The Coronado Performing Arts Center (originally the Coronado Theatre), in Rockford, Illinois, is a 2,400-seat theatre, designed by architect Frederic J. Klein. The theatre cost $1.5 million to build, and opened on October 9, 1927.

Interior

The theatre's elaborate auditorium is designed according to the atmospheric style popular in movie houses built in the 1920s. This style simulates an outdoor theater-going experience. The Coronado's auditorium walls are decorated with facades of gilded Spanish and Italian-style buildings, and the ceiling looks like a deep blue sky filled with twinkling stars and floating clouds. The auditorium is full of gilded detail. Green stained-glass lamps with fluted bulbs adorn the walls. Japanese dragons and glowing lanterns cover the organ screens on either side of the stage. Seating is on two levels, the main floor and a sizeable balcony. At the front of the theatre, in front and below the stage is an orchestra pit. Incorporated into the gilded sides of the interior of the theatre hall are several alcoves that resemble box seats along the sides, which can be accessed from the balcony level but usually do not have seats. All seats are covered with plush red velvet.

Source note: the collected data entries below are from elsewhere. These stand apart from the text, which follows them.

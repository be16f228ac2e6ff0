//! Tick pacing, input intake, physics step, scoring, and state emission
//! (C7), run on one dedicated thread that owns the arena exclusively
//! (spec §5). Grounded in `original`'s `gameserver/pong_servicer.py` /
//! `player/controller.py` for the registration-then-stream shape and the
//! teacher's `server_update_system`/`SendTimer` for tick-pacing structure.

use std::sync::Arc;
use std::thread;
use std::time::{Duration, Instant};

use rand::thread_rng;
use tokio::sync::{mpsc, oneshot, watch};

use crate::actors::{Actor, Side};
use crate::arena::Arena;
use crate::collision;
use crate::config::Config;
use crate::error::RegistrationError;
use crate::proto;
use crate::scoring::{PlayerId, ScoreKeeper};

#[derive(Debug, Clone, Copy, PartialEq, Eq)]
pub enum MatchPhase {
    Waiting,
    Registering,
    Commencing,
    Playing,
    Terminated,
}

/// Sent by the RPC layer's `RegisterPlayer` handler; the loop thread owns
/// the decision of whether a side is free (spec §4.6 REGISTERING).
pub struct RegisterRequest {
    pub player: PlayerId,
    pub reply: oneshot::Sender<Result<(), RegistrationError>>,
}

const ACTION_QUEUE_DEPTH: usize = 16;
const REGISTER_QUEUE_DEPTH: usize = 4;

/// Handle returned to `main`/the RPC service: the channels needed to talk
/// to the dedicated match-loop thread.
pub struct MatchHandle {
    pub register_tx: mpsc::Sender<RegisterRequest>,
    pub left_action_tx: mpsc::Sender<proto::PaddleAction>,
    pub right_action_tx: mpsc::Sender<proto::PaddleAction>,
    pub state_rx: watch::Receiver<proto::GameState>,
    shutdown_tx: std::sync::mpsc::Sender<()>,
    join: Option<thread::JoinHandle<()>>,
}

impl MatchHandle {
    /// Signals `TERMINATED` and waits for the loop thread to finish the
    /// tick it is currently on (spec §5 "Cancellation").
    pub fn shutdown(&mut self) {
        let _ = self.shutdown_tx.send(());
        if let Some(join) = self.join.take() {
            let _ = join.join();
        }
    }
}

pub fn spawn(config: Arc<Config>) -> MatchHandle {
    let (register_tx, register_rx) = mpsc::channel(REGISTER_QUEUE_DEPTH);
    let (left_action_tx, left_action_rx) = mpsc::channel(ACTION_QUEUE_DEPTH);
    let (right_action_tx, right_action_rx) = mpsc::channel(ACTION_QUEUE_DEPTH);
    let (state_tx, state_rx) = watch::channel(proto::GameState::default());
    let (shutdown_tx, shutdown_rx) = std::sync::mpsc::channel();

    let join = thread::Builder::new()
        .name("match-loop".to_string())
        .spawn(move || {
            let runtime = tokio::runtime::Builder::new_current_thread()
                .enable_time()
                .build()
                .expect("failed to build match loop runtime");
            run(config, &runtime, register_rx, left_action_rx, right_action_rx, state_tx, shutdown_rx);
        })
        .expect("failed to spawn match loop thread");

    MatchHandle {
        register_tx,
        left_action_tx,
        right_action_tx,
        state_rx,
        shutdown_tx,
        join: Some(join),
    }
}

struct RegisteredPlayers {
    left: Option<PlayerId>,
    right: Option<PlayerId>,
}

impl RegisteredPlayers {
    fn both_registered(&self) -> bool {
        self.left.is_some() && self.right.is_some()
    }

    fn register(&mut self, player: PlayerId) -> Result<(), RegistrationError> {
        let slot = match player.side {
            Side::Left => &mut self.left,
            Side::Right => &mut self.right,
        };
        if slot.is_some() {
            return Err(RegistrationError::SideTaken);
        }
        if self.left.as_ref().is_some_and(|p| p == &player) || self.right.as_ref().is_some_and(|p| p == &player) {
            return Err(RegistrationError::DuplicateIdentity);
        }
        *slot = Some(player);
        Ok(())
    }
}

fn run(
    config: Arc<Config>,
    runtime: &tokio::runtime::Runtime,
    mut register_rx: mpsc::Receiver<RegisterRequest>,
    mut left_action_rx: mpsc::Receiver<proto::PaddleAction>,
    mut right_action_rx: mpsc::Receiver<proto::PaddleAction>,
    state_tx: watch::Sender<proto::GameState>,
    shutdown_rx: std::sync::mpsc::Receiver<()>,
) {
    let mut phase = MatchPhase::Waiting;
    let mut players = RegisteredPlayers { left: None, right: None };

    'registration: loop {
        if shutdown_rx.try_recv().is_ok() {
            return;
        }
        match register_rx.try_recv() {
            Ok(request) => {
                let result = players.register(request.player);
                let _ = request.reply.send(result);
                phase = if players.both_registered() {
                    MatchPhase::Commencing
                } else {
                    MatchPhase::Registering
                };
                if phase == MatchPhase::Commencing {
                    break 'registration;
                }
            }
            Err(mpsc::error::TryRecvError::Empty) => {
                thread::sleep(Duration::from_millis(10));
            }
            Err(mpsc::error::TryRecvError::Disconnected) => return,
        }
    }

    let left_player = players.left.expect("left player registered before COMMENCING");
    let right_player = players.right.expect("right player registered before COMMENCING");

    let mut arena = Arena::new(&config);
    let mut score_keeper = ScoreKeeper::new(
        left_player.clone(),
        right_player.clone(),
        config.match_play.points_in_match,
        config.match_play.hits_for_draw,
    );

    phase = MatchPhase::Playing;
    let mut rng = thread_rng();
    let mut state_iteration: u64 = 0;
    let mut last_left_directive = proto::PaddleDirective::Stationary;
    let mut last_right_directive = proto::PaddleDirective::Stationary;
    let mut last_ball_vx_sign = arena.primary_ball().velocity().x.signum();

    let tick_duration = tick_duration(&config);
    let action_timeout = Duration::from_secs_f64(config.server_client_communication.action_queue_timeout);
    let blocking = config.server_client_communication.block_client_paddle_response;
    let paddle_speed = config.game_engine.default_paddle_speed;

    let mut winning_player: Option<proto::PlayerIdentifier> = None;

    while phase == MatchPhase::Playing {
        let tick_start = Instant::now();

        if shutdown_rx.try_recv().is_ok() {
            phase = MatchPhase::Terminated;
            break;
        }

        // A third registration attempt once play has started is rejected
        // outright rather than left to hang (spec §6 "errors if ... the
        // match has started").
        while let Ok(request) = register_rx.try_recv() {
            let _ = request.reply.send(Err(RegistrationError::MatchInProgress));
        }

        // 1. Drain inputs.
        let left_action = next_action(runtime, &mut left_action_rx, blocking, action_timeout);
        if let Some(action) = left_action {
            last_left_directive = directive_or_stationary(&action);
        }
        let right_action = next_action(runtime, &mut right_action_rx, blocking, action_timeout);
        if let Some(action) = right_action {
            last_right_directive = directive_or_stationary(&action);
        }
        apply_directive(&mut arena, Side::Left, last_left_directive, paddle_speed);
        apply_directive(&mut arena, Side::Right, last_right_directive, paddle_speed);

        // 2. Step physics.
        collision::step(&mut arena.actors, config.collision_mode(), config.max_angle_radians());

        // 3. Score update.
        let bx = arena.primary_ball().centroid().x;
        let mut winner_this_tick = false;
        if bx < arena.left_back_line_x {
            score_keeper.tally_point(Side::Right);
            winner_this_tick = true;
        } else if bx > arena.right_back_line_x {
            score_keeper.tally_point(Side::Left);
            winner_this_tick = true;
        }

        let vx = arena.primary_ball().velocity().x;
        let vx_sign = if vx == 0.0 { last_ball_vx_sign } else { vx.signum() };
        let reversed = vx_sign != 0.0 && last_ball_vx_sign != 0.0 && vx_sign != last_ball_vx_sign;
        last_ball_vx_sign = vx_sign;

        if !winner_this_tick && score_keeper.note_direction(reversed) {
            score_keeper.tally_aborted_point();
            winner_this_tick = true;
        }

        if winner_this_tick {
            if score_keeper.left.1.matches_won > 0 {
                winning_player = Some(to_proto_identifier(&left_player));
            } else if score_keeper.right.1.matches_won > 0 {
                winning_player = Some(to_proto_identifier(&right_player));
            }
            arena.reset_starting_positions(&mut rng);
            score_keeper.reset_direction_counter();
            last_ball_vx_sign = arena.primary_ball().velocity().x.signum();
        }

        // 4. Emit state.
        state_iteration += 1;
        let state = build_game_state(state_iteration, &arena, &score_keeper, winning_player.clone());
        let _ = state_tx.send(state);

        if winning_player.is_some() {
            phase = MatchPhase::Terminated;
            break;
        }

        // 5. Pace.
        let elapsed = tick_start.elapsed();
        if elapsed < tick_duration {
            thread::sleep(tick_duration - elapsed);
        }
    }
}

fn tick_duration(config: &Config) -> Duration {
    let fps = config.game_renderer.fps_cap.max(1);
    Duration::from_secs_f64(1.0 / fps as f64)
}

fn next_action(
    runtime: &tokio::runtime::Runtime,
    rx: &mut mpsc::Receiver<proto::PaddleAction>,
    blocking: bool,
    timeout: Duration,
) -> Option<proto::PaddleAction> {
    if blocking {
        runtime.block_on(async { tokio::time::timeout(timeout, rx.recv()).await.ok().flatten() })
    } else {
        rx.try_recv().ok()
    }
}

/// Reads the raw `paddle_directive` field rather than prost's generated
/// accessor: the accessor falls back to `UP` (variant 0) for any
/// unrecognized value, but spec §7 requires an unknown/malformed
/// directive to leave the paddle stationary instead.
fn directive_or_stationary(action: &proto::PaddleAction) -> proto::PaddleDirective {
    proto::PaddleDirective::try_from(action.paddle_directive).unwrap_or(proto::PaddleDirective::Stationary)
}

fn apply_directive(arena: &mut Arena, side: Side, directive: proto::PaddleDirective, paddle_speed: f64) {
    let velocity = match directive {
        proto::PaddleDirective::Up => crate::geometry::Vector::new(0.0, -paddle_speed),
        proto::PaddleDirective::Down => crate::geometry::Vector::new(0.0, paddle_speed),
        proto::PaddleDirective::Stationary => crate::geometry::Vector::ZERO,
    };
    arena.paddle_mut(side).set_velocity(velocity);
}

fn to_proto_identifier(player: &PlayerId) -> proto::PlayerIdentifier {
    proto::PlayerIdentifier {
        player_name: player.name.clone(),
        paddle_strategy_name: player.strategy_name.clone(),
        paddle_type: match player.side {
            Side::Left => proto::PaddleType::Left as i32,
            Side::Right => proto::PaddleType::Right as i32,
        },
    }
}

fn actor_type_of(actor: &Actor) -> proto::ActorType {
    match actor {
        Actor::Wall(_) => proto::ActorType::Wall,
        Actor::Net(_) => proto::ActorType::Net,
        Actor::BackLine(_) => proto::ActorType::BackLine,
        Actor::Paddle { side: Side::Left, .. } => proto::ActorType::LeftPaddle,
        Actor::Paddle { side: Side::Right, .. } => proto::ActorType::RightPaddle,
        Actor::Ball { flavor, .. } if *flavor == crate::actors::BallFlavor::Primary => proto::ActorType::PrimaryBall,
        Actor::Ball { .. } => proto::ActorType::Unknown,
    }
}

/// Mirrors the original's `GameStateBuilder` (`translators/proto_translations.py`):
/// one `Actor` message per game actor, carrying its exterior-ring coordinates
/// and current velocity.
fn build_game_state(
    state_iteration: u64,
    arena: &Arena,
    score_keeper: &ScoreKeeper,
    winning_player: Option<proto::PlayerIdentifier>,
) -> proto::GameState {
    let actors = arena
        .actors
        .iter()
        .map(|actor| {
            let body = actor.body();
            let shape = body.shape();
            let coords = shape
                .vertices
                .iter()
                .map(|v| proto::Coord { x: v.x.round() as i32, y: v.y.round() as i32 })
                .collect();
            let velocity = body.velocity();
            proto::Actor {
                actor_type: actor_type_of(actor) as i32,
                coords,
                velocity: Some(proto::Coord { x: velocity.x.round() as i32, y: velocity.y.round() as i32 }),
            }
        })
        .collect();

    proto::GameState {
        state_iteration,
        state_time: None,
        actors,
        left_scorecard: Some(to_proto_scorecard(&score_keeper.left)),
        right_scorecard: Some(to_proto_scorecard(&score_keeper.right)),
        winning_player,
    }
}

fn to_proto_scorecard((player, card): &(PlayerId, crate::scoring::ScoreCard)) -> proto::ScoreCard {
    proto::ScoreCard {
        player: Some(to_proto_identifier(player)),
        current_game_points: card.match_points,
        total_match_points: card.matches_won,
        total_points: card.total_points,
    }
}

The lobby and mezzanine level are as elaborately designed as the auditorium. One of the grand mezzanine's focal points is a statue of Venus standing in front of a golden seashell. Because of its breathtaking interior design, the Coronado is sentimentally referred to as "Rockford's Wonder Theatre."

Events
During its early years, the Coronado played host to both movies and live stage shows.

Its opening show was a silent film called "Swim Girl Swim." Nearly 9,000 people flocked to the three opening-day showings.

During the theatre's heyday which lasted from its opening until the 1960s, such famous stage acts as Frank Sinatra, Judy Garland, Bob Hope, Sammy Davis Jr. & Milton Berle appeared at the Coronado.

During his 1960 Presidential campaign, John F. Kennedy made a stop there.

In 1984, the Coronado ceased showing movies because of a decline in revenue.

In celebration of the 2018 Illinois Bicentennial, the Coronado Theatre was selected as one of the Illinois 200 Great Places  by the American Institute of Architects Illinois component (AIA Illinois).

National landmark
In 1979, the Coronado was added to the National Register of Historic Places. At the dedication ceremony, it was referred to as one of the premiere theaters of its kind in the nation.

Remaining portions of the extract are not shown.